Your instructions
Retype every line of the data, keeping each word exactly.
Exercise materials: Begin
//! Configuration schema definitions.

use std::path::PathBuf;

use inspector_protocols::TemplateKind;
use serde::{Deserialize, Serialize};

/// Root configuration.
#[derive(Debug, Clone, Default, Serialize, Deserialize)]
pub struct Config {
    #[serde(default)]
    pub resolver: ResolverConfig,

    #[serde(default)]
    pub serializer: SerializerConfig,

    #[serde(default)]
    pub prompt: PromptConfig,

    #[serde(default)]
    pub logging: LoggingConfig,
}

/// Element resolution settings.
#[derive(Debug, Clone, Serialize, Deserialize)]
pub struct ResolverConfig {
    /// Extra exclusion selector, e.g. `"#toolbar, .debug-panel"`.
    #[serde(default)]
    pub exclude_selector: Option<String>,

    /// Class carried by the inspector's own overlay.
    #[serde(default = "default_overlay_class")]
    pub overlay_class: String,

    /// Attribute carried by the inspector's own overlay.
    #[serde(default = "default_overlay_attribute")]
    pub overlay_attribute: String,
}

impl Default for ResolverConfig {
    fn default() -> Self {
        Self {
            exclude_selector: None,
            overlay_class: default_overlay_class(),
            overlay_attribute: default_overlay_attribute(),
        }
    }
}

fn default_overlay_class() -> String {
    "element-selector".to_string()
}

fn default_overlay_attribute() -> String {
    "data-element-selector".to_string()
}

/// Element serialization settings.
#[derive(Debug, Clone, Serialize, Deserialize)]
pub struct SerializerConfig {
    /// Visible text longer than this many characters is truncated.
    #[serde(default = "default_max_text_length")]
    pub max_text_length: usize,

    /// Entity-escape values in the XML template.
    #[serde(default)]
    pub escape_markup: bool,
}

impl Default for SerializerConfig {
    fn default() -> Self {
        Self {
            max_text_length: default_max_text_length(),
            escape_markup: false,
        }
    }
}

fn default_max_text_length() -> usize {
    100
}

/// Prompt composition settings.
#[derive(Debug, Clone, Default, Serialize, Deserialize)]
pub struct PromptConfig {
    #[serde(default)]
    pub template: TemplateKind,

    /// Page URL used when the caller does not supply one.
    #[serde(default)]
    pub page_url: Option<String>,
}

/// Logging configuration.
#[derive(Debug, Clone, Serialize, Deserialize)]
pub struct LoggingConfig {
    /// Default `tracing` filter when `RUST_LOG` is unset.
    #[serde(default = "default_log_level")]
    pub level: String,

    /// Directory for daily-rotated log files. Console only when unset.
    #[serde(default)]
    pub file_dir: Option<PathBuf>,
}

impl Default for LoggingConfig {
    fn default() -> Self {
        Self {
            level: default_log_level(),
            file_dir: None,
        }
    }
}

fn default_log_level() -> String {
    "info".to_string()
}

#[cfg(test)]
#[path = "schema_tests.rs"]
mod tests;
Exercise materials: End
Reply
//! Configuration schema definitions.

use std::path::PathBuf;

use inspector_protocols::TemplateKind;
use serde::{Deserialize, Serialize};

/// Root configuration.
#[derive(Debug, Clone, Default, Serialize, Deserialize)]
pub struct Config {
    #[serde(default)]
    pub resolver: ResolverConfig,

    #[serde(default)]
    pub serializer: SerializerConfig,

    #[serde(default)]
    pub prompt: PromptConfig,

    #[serde(default)]
    pub logging: LoggingConfig,
}

/// Element resolution settings.
#[derive(Debug, Clone, Serialize, Deserialize)]
pub struct ResolverConfig {
    /// Extra exclusion selector, e.g. `"#toolbar, .debug-panel"`.
    #[serde(default)]
    pub exclude_selector: Option<String>,

    /// Class carried by the inspector's own overlay.
    #[serde(default = "default_overlay_class")]
    pub overlay_class: String,

    /// Attribute carried by the inspector's own overlay.
    #[serde(default = "default_overlay_attribute")]
    pub overlay_attribute: String,
}

impl Default for ResolverConfig {
    fn default() -> Self {
        Self {
            exclude_selector: None,
            overlay_class: default_overlay_class(),
            overlay_attribute: default_overlay_attribute(),
        }
    }
}

fn default_overlay_class() -> String {
    "element-selector".to_string()
}

fn default_overlay_attribute() -> String {
    "data-element-selector".to_string()
}

/// Element serialization settings.
#[derive(Debug, Clone, Serialize, Deserialize)]
pub struct SerializerConfig {
    /// Visible text longer than this many characters is truncated.
    #[serde(default = "default_max_text_length")]
    pub max_text_length: usize,

    /// Entity-escape values in the XML template.
    #[serde(default)]
    pub escape_markup: bool,
}

impl Default for SerializerConfig {
    fn default() -> Self {
        Self {
            max_text_length: default_max_text_length(),
            escape_markup: false,
        }
    }
}

fn default_max_text_length() -> usize {
    100
}

/// Prompt composition settings.
#[derive(Debug, Clone, Default, Serialize, Deserialize)]
pub struct PromptConfig {
    #[serde(default)]
    pub template: TemplateKind,

    /// Page URL used when the caller does not supply one.
    #[serde(default)]
    pub page_url: Option<String>,
}

/// Logging configuration.
#[derive(Debug, Clone, Serialize, Deserialize)]
pub struct LoggingConfig {
    /// Default `tracing` filter when `RUST_LOG` is unset.
    #[serde(default = "default_log_level")]
    pub level: String,

    /// Directory for daily-rotated log files. Console only when unset.
    #[serde(default)]
    pub file_dir: Option<PathBuf>,
}

impl Default for LoggingConfig {
    fn default() -> Self {
        Self {
            level: default_log_level(),
            file_dir: None,
        }
    }
}

fn default_log_level() -> String {
    "info".to_string()
}

#[cfg(test)]
#[path = "schema_tests.rs"]
mod tests;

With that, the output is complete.